Dr Breenargued that outsourcing, in the sense that he used the word, was more likely to be appropriate when good products exist, and the parameters within which they should be deployed are well understood; citing, as an example, e-prescribing, for which his trust is using MedChart.

 

He argued that insourcing was more useful where “you want to change or standardise business processes”; citing as an example handover, for which lots of different systems exist – from paper notes to e-documents to app-based systems – and for which his trust is undertaking its own development, which will be built into a portal.

For this development, he stressed, “technology has been the last bit of the project.” Getting agreement on what needs to be recorded, how it should be consistently presented, and how it should be built into new workflows, has been far more important.

This was reflected in the second half of the feedback session, which took a more traditional “brain storming” approach to what good collaboration would look like.

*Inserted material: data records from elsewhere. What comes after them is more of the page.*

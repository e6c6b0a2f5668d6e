use std::fmt;

use serde::{Deserialize, Serialize};

/// A 32-byte BLAKE3 digest.
#[derive(Clone, Copy, PartialEq, Eq, Hash, Serialize, Deserialize)]
pub struct ContentDigest([u8; 32]);

impl ContentDigest {
    pub fn as_bytes(&self) -> &[u8; 32] {
        &self.0
    }

    pub fn to_hex(&self) -> String {
        hex::encode(self.0)
    }
}

impl fmt::Debug for ContentDigest {
    fn fmt(&self, f: &mut fmt::Formatter<'_>) -> fmt::Result {
        write!(f, "ContentDigest({}...)", hex::encode(&self.0[..8]))
    }
}

impl fmt::Display for ContentDigest {
    fn fmt(&self, f: &mut fmt::Formatter<'_>) -> fmt::Result {
        f.write_str(&self.to_hex())
    }
}

/// Domain-separated BLAKE3 content hasher.
///
/// The domain tag is prepended to every computation so that digests taken
/// for different purposes never collide.
pub struct ContentHasher {
    domain: &'static str,
}

impl ContentHasher {
    /// Hasher for stored attachment bytes.
    pub const ATTACHMENT: Self = Self {
        domain: "lps-attachment-v1",
    };

    pub const fn new(domain: &'static str) -> Self {
        Self { domain }
    }

    pub fn digest(&self, data: &[u8]) -> ContentDigest {
        let mut hasher = blake3::Hasher::new();
        hasher.update(self.domain.as_bytes());
        hasher.update(b":");
        hasher.update(data);
        ContentDigest(*hasher.finalize().as_bytes())
    }

    pub fn verify(&self, data: &[u8], expected: &ContentDigest) -> bool {
        self.digest(data) == *expected
    }

    pub fn domain(&self) -> &str {
        self.domain
    }
}
//! Payload service for the localization payload store.
//!
//! [`PayloadService`] owns the payload lifecycle: create with inline or
//! overflow bodies, body reads (decoded or raw), body updates, and cascading
//! delete across the metadata and data-reference collections.
//!
//! Access to the child collections is split into four capability traits
//! ([`MetadataReader`], [`MetadataWriter`], [`DataReferenceReader`],
//! [`DataReferenceWriter`]). [`PayloadClientV1`] and [`PayloadClientV2`] are
//! two assemblies of them.

pub mod body;
pub mod client;
pub mod config;
pub mod error;
pub mod service;
pub mod traits;

pub use body::{BodyInput, NewPayload, PayloadBody, RawBody, JSON_CONTENT_TYPE};
pub use client::{PayloadClientV1, PayloadClientV2};
pub use config::PayloadConfig;
pub use error::{PayloadError, PayloadResult};
pub use service::{
    DataReferenceRepository, DeleteSummary, MetadataRepository, PayloadRepository, PayloadService,
};
pub use traits::{DataReferenceReader, DataReferenceWriter, MetadataReader, MetadataWriter};
use serde::{Deserialize, Serialize};
use serde_json::Value;

/// Filter evaluated by a store backend against document bodies.
///
/// Paths are dotted field names (`"payloadId"`, `"reference.locale"`); a
/// numeric segment indexes into an array. This is the only filter language
/// the store offers, and it is always evaluated inside a single partition.
#[derive(Clone, Debug, PartialEq, Serialize, Deserialize)]
#[serde(tag = "op", rename_all = "camelCase")]
pub enum Predicate {
    All,
    Eq { path: String, value: Value },
    /// Matches when the field is missing or differs.
    Ne { path: String, value: Value },
    Exists { path: String },
    And { all: Vec<Predicate> },
    Or { any: Vec<Predicate> },
    Not { inner: Box<Predicate> },
}

impl Predicate {
    pub fn eq(path: impl Into<String>, value: impl Into<Value>) -> Self {
        Self::Eq {
            path: path.into(),
            value: value.into(),
        }
    }

    pub fn ne(path: impl Into<String>, value: impl Into<Value>) -> Self {
        Self::Ne {
            path: path.into(),
            value: value.into(),
        }
    }

    pub fn exists(path: impl Into<String>) -> Self {
        Self::Exists { path: path.into() }
    }

    /// Conjunction, flattening nested `And`s and dropping `All`.
    pub fn and(self, other: Predicate) -> Self {
        let mut all = Vec::new();
        for p in [self, other] {
            match p {
                Self::All => {}
                Self::And { all: inner } => all.extend(inner),
                p => all.push(p),
            }
        }
        match all.len() {
            0 => Self::All,
            1 => all.remove(0),
            _ => Self::And { all },
        }
    }

    pub fn or(self, other: Predicate) -> Self {
        Self::Or {
            any: vec![self, other],
        }
    }

    pub fn negate(self) -> Self {
        Self::Not {
            inner: Box::new(self),
        }
    }

    /// Evaluate against a document body.
    pub fn matches(&self, doc: &Value) -> bool {
        match self {
            Self::All => true,
            Self::Eq { path, value } => lookup(doc, path) == Some(value),
            Self::Ne { path, value } => lookup(doc, path) != Some(value),
            Self::Exists { path } => lookup(doc, path).is_some_and(|v| !v.is_null()),
            Self::And { all } => all.iter().all(|p| p.matches(doc)),
            Self::Or { any } => any.iter().any(|p| p.matches(doc)),
            Self::Not { inner } => !inner.matches(doc),
        }
    }
}

impl Default for Predicate {
    fn default() -> Self {
        Self::All
    }
}

fn lookup<'a>(doc: &'a Value, path: &str) -> Option<&'a Value> {
    path.split('.').try_fold(doc, |node, segment| match node {
        Value::Object(map) => map.get(segment),
        Value::Array(items) => segment.parse::<usize>().ok().and_then(|i| items.get(i)),
        _ => None,
    })
}
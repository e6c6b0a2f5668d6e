use std::sync::Arc;

use tokio_util::sync::CancellationToken;

use lps_blob::{BlobStore, InMemoryBlobStore};
use lps_payload::{PayloadClientV2, PayloadService};
use lps_store::{DocumentStore, InMemoryDocumentStore};

use crate::config::{ServerConfig, SigningKeys};
use crate::error::ServerResult;

/// Shared state handed to every handler.
#[derive(Clone)]
pub struct AppState {
    pub service: Arc<PayloadService>,
    /// Child-collection access goes through the capability client.
    pub client: PayloadClientV2,
    pub keys: Arc<SigningKeys>,
    /// Cancelled on shutdown; long-running calls observe it.
    pub shutdown: CancellationToken,
}

impl AppState {
    pub fn new(
        store: Arc<dyn DocumentStore>,
        blobs: Arc<dyn BlobStore>,
        config: &ServerConfig,
    ) -> ServerResult<Self> {
        let service = Arc::new(PayloadService::new(store, blobs, config.payload.clone())?);
        Ok(Self {
            client: PayloadClientV2::from_service(service.clone()),
            service,
            keys: Arc::new(config.signing.keys()?),
            shutdown: CancellationToken::new(),
        })
    }

    /// State backed by the in-memory document and blob stores.
    pub fn in_memory(config: &ServerConfig) -> ServerResult<Self> {
        Self::new(
            Arc::new(InMemoryDocumentStore::with_config(config.store.clone())),
            Arc::new(InMemoryBlobStore::new()),
            config,
        )
    }
}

Delegates talked about working for a common aim, about bringing professional skills to the table but being willing to make compromises to achieve that aim, about setting out good strategies and, again, about the need to be visible and to constantly communicate that aim.

But sometimes, Johan Waktare, the CCIO of Liverpool Heart and Chest Hospital NHS Foundation Trust and an EHI columnist, argued there is a need to “step aside from collaboration and to take a leadership role.”

Dr Shannon agreed. Collaboration may be key to a CCIO’s success. But “there are times when you have to be strategic to get things to move.”